Helgoland. Ein Pilotprojekt Helgoländer Wissenschaftler zeigt, dass die Windräder im Meer einen Lebensraum für Europäischen Hummer bieten.
Der Europäische Hummer ist ein Riffbewohner. Er fühlt sich vor allem auf dem Felsriff der Insel Helgoland wohl. In der Deutschen Bucht gibt es sonst nur vereinzelt felsige Gebiete. Gleichzeitig ist der Großkrebs in seinem Bestand gefährdet. Können ihm Windparks auf See einen neuen Lebensraum bieten?
Dieser Frage gingen Wissenschaftler der Biologischen Anstalt Helgoland, einem Teil des Bremerhavener Alfred-Wegener-Instituts für Polar- und Meeresforschung (AWI), nach. Schließlich werden an einigen der auf hoher See geplanten Anlagen Kies und grobe Steine an die Fundamente geschüttet.
In einem Pilotprojekt setzten die Wissenschaftler vor drei Jahren 2400 einjährige Europäische Hummer (sogenannte Homarus gammarus) im Offshore-Windpark „Riffgat“ vor der Insel Borkum aus. „Es gibt starke Hinweise, dass der Lebensraum geeignet ist für Hummer“, sagt der AWI-Meeresökologe Roland Krone in einer Zwischenbilanz. Nach einem Jahr hatten die Wissenschaftler die vier Steinfelder überprüft, an denen sie die Tiere ausgesetzt hatten. Mindestens drei Prozent des ausgewilderten Bestands waren an den Stellen geblieben.

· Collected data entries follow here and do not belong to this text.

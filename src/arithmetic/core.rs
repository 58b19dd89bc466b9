//! Modular arithmetic over 64-bit integers.
//!
//! All operations work on `u64` operands and reduce through a 128-bit
//! intermediate, so no product of two residues can overflow regardless of
//! the size of the modulus.
//!
//! ## Provided operations
//!
//! - [`mod_mul`] and [`mod_pow`]: multiplication and exponentiation modulo `m`
//! - [`is_prime`]: deterministic Miller–Rabin for the full `u64` range
//! - [`prime_factors`]: distinct prime factors by trial division
//! - [`is_primitive_root`] and [`primitive_roots`]: generator tests for the
//!   multiplicative group modulo a prime

/// Miller–Rabin witnesses that are sufficient for every `n < 2^64`.
const MILLER_RABIN_WITNESSES: [u64; 12] = [2, 3, 5, 7, 11, 13, 17, 19, 23, 29, 31, 37];

/// Computes `(a * b) mod modulus` without overflow.
///
/// # Panics
///
/// Panics if `modulus` is zero.
#[inline]
pub fn mod_mul(a: u64, b: u64, modulus: u64) -> u64 {
    ((a as u128 * b as u128) % modulus as u128) as u64
}

/// Computes `base^exponent mod modulus` by square-and-multiply.
///
/// The result always lies in `[0, modulus - 1]`, and a zero exponent yields
/// `1 % modulus`. Intermediate products are reduced through [`mod_mul`], so
/// large operands never overflow.
///
/// # Panics
///
/// Panics if `modulus` is zero, in the same way integer `%` does.
pub fn mod_pow(base: u64, exponent: u64, modulus: u64) -> u64 {
    let mut result = 1 % modulus;
    let mut base = base % modulus;
    let mut exponent = exponent;

    while exponent > 0 {
        if exponent & 1 == 1 {
            result = mod_mul(result, base, modulus);
        }

        base = mod_mul(base, base, modulus);
        exponent >>= 1;
    }

    result
}

/// Returns `true` if `n` is prime.
///
/// Deterministic for every 64-bit input: the fixed witness set
/// `2, 3, 5, ..., 37` has no strong liars below `2^64`.
pub fn is_prime(n: u64) -> bool {
    if n < 2 {
        return false;
    }

    for &p in &MILLER_RABIN_WITNESSES {
        if n % p == 0 {
            return n == p;
        }
    }

    // n - 1 = d * 2^s with d odd
    let s = (n - 1).trailing_zeros();
    let d = (n - 1) >> s;

    'witness: for &a in &MILLER_RABIN_WITNESSES {
        let mut x = mod_pow(a, d, n);

        if x == 1 || x == n - 1 {
            continue;
        }

        for _ in 1..s {
            x = mod_mul(x, x, n);

            if x == n - 1 {
                continue 'witness;
            }
        }

        return false;
    }

    true
}

/// Returns the distinct prime factors of `n` in ascending order.
///
/// Uses trial division, so the cost grows with the square root of the
/// largest prime factor. `0` and `1` have no prime factors.
pub fn prime_factors(mut n: u64) -> Vec<u64> {
    let mut factors = Vec::new();

    if n < 2 {
        return factors;
    }

    if n % 2 == 0 {
        factors.push(2);
        while n % 2 == 0 {
            n /= 2;
        }
    }

    let mut q = 3u64;
    while q <= n / q {
        if n % q == 0 {
            factors.push(q);
            while n % q == 0 {
                n /= q;
            }
        }
        q += 2;
    }

    if n > 1 {
        factors.push(n);
    }

    factors
}

/// Returns `true` if `candidate` is a primitive root modulo `modulus`.
///
/// A primitive root is an element whose powers `candidate^k mod modulus`
/// for `k = 1..modulus-1` enumerate every value in `[1, modulus - 1]`
/// exactly once, i.e. whose multiplicative order is `modulus - 1`.
///
/// Rather than enumerating all powers, the order is checked against every
/// prime factor `q` of `modulus - 1`: the order is maximal iff
/// `candidate^((modulus - 1) / q) != 1` for all such `q`.
///
/// Never panics. Returns `false` when:
/// - `modulus` is not prime (this includes `0` and `1`)
/// - `candidate` is zero or not below `modulus`
pub fn is_primitive_root(modulus: u64, candidate: u64) -> bool {
    if candidate == 0 || candidate >= modulus || !is_prime(modulus) {
        return false;
    }

    has_full_order(modulus, candidate, &prime_factors(modulus - 1))
}

/// Returns every primitive root modulo `modulus`, in ascending order.
///
/// The result is empty if `modulus` is not prime. For a prime `p` it holds
/// exactly `phi(p - 1)` elements.
pub fn primitive_roots(modulus: u64) -> Vec<u64> {
    if !is_prime(modulus) {
        return Vec::new();
    }

    let factors = prime_factors(modulus - 1);

    (1..modulus)
        .filter(|&candidate| has_full_order(modulus, candidate, &factors))
        .collect()
}

/// Order test shared by [`is_primitive_root`] and [`primitive_roots`].
///
/// `factors` must be the distinct prime factors of `modulus - 1`.
#[inline]
fn has_full_order(modulus: u64, candidate: u64, factors: &[u64]) -> bool {
    let order = modulus - 1;

    factors
        .iter()
        .all(|&q| mod_pow(candidate, order / q, modulus) != 1)
}
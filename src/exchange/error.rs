//! Error types for the exchange session.

use std::fmt;
use std::io;

use thiserror::Error;

use crate::exchange::session::{Role, State};
use crate::params::{ParameterError, SelectionError};

/// Protocol phase in which an error occurred.
#[derive(Clone, Copy, Debug, PartialEq, Eq, Hash)]
pub enum Phase {
    /// Selecting, sending or receiving the parameter pair.
    Parameters,
    /// Drawing the private exponent and deriving the public value.
    KeyGeneration,
    /// Sending and receiving public values.
    ValueExchange,
    /// Deriving the shared secret.
    Completion,
}

impl fmt::Display for Phase {
    fn fmt(&self, f: &mut fmt::Formatter<'_>) -> fmt::Result {
        f.write_str(match self {
            Phase::Parameters => "parameter exchange",
            Phase::KeyGeneration => "key generation",
            Phase::ValueExchange => "public value exchange",
            Phase::Completion => "secret derivation",
        })
    }
}

/// What went wrong.
#[derive(Debug, Error)]
pub enum ErrorKind {
    /// A read or write on the channel failed, including short reads.
    #[error("channel i/o failed: {0}")]
    ChannelIo(#[from] io::Error),

    /// The parameter pair is out of range, or fails strict verification.
    #[error("malformed parameters: {0}")]
    MalformedParameters(#[from] ParameterError),

    /// The drawn modulus has no primitive root; the prime table holds a
    /// non-prime entry.
    #[error("no primitive root found modulo {modulus}")]
    NoPrimitiveRootFound { modulus: u64 },

    /// The prime table handed to the responder is empty.
    #[error("prime table is empty")]
    EmptyPrimeTable,

    /// The step is not valid in the session's current state.
    #[error("step not allowed in state {0}")]
    OutOfOrder(State),

    /// The step belongs to the other role.
    #[error("step not allowed for the {0} role")]
    WrongRole(Role),
}

impl From<SelectionError> for ErrorKind {
    fn from(err: SelectionError) -> Self {
        match err {
            SelectionError::EmptyPrimeTable => ErrorKind::EmptyPrimeTable,
            SelectionError::NoPrimitiveRootFound { modulus } => {
                ErrorKind::NoPrimitiveRootFound { modulus }
            }
        }
    }
}

/// A failed exchange step, tagged with the phase it belongs to.
#[derive(Debug, Error)]
#[error("{phase} failed: {kind}")]
pub struct ExchangeError {
    pub phase: Phase,
    #[source]
    pub kind: ErrorKind,
}

impl ExchangeError {
    pub fn new(phase: Phase, kind: impl Into<ErrorKind>) -> Self {
        Self {
            phase,
            kind: kind.into(),
        }
    }

    /// Returns `true` if the peer or the transport caused the failure.
    pub fn is_channel_error(&self) -> bool {
        matches!(self.kind, ErrorKind::ChannelIo(_))
    }
}

pub type Result<T> = std::result::Result<T, ExchangeError>;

„Das klingt erst einmal sehr wenig“, räumt Krone ein. Denn die natürliche Sterblichkeit liegt innerhalb eines Jahres nur bei 30 Prozent. Deshalb hatten seine Kollegen und er gehofft, mehr Hummer in den besetzten Steinfeldern an den Windkraftanlagen zu zählen. Die vorgefundene Bestandsgröße entspreche aber der in natürlichen Habitaten wie vor Helgoland, so Krone. Auch seien die Hummer schneller gewachsen als in der Zucht – ein Zeichen dafür, dass sie gute Bedingungen vorfanden. „Grundsätzlich scheinen die Steinfelder in Windparks also als Lebensraum geeignet zu sein“, sagt der Meeresökologe.
Im Vergleich zu natürlichen Felsformationen sind die Steinfelder aber sehr klein. „Es ist wahrscheinlich, dass sich ein bedeutender Anteil auf die übrigen Fundamente im Windpark verteilt hat“, vermutet Krone. Den Verbleib der Meeresbewohner würde er gern überprüfen. Der 42-Jährige sucht deshalb nach einer Möglichkeit, eine umfassendere Kontrolle zu finanzieren, diesmal an 17 der insgesamt 30 Windanlagen. „So könnte man einen verlässlichen Überblick über die Hummer und auch die Entwicklung der übrigen Riffbewohner gewinnen“, sagt der Ökologe.
Das AWI versucht seit 20 Jahren, die Hummer-Bestände in der deutschen Nordsee wieder zu vergrößern. Nach den Bombardements im Zweiten Weltkrieg und intensiver Fischerei war die Population vor Helgoland eingebrochen und hat sich nie wieder erholt. Eine große Hummer-Population gewährleiste eine hohe Artenvielfalt und eine natürliche Struktur in der Nordsee, so Krone weiter. Der Forscher wünscht sich deshalb, dass mit den Offshore-Windparks weitere geeignete Habitate entstünden. Der Taschenkrebs – immerhin – hat sich im „Riffgat“-Feld schon ganz allein angesiedelt, in friedlicher Koexistenz mit dem Hummer.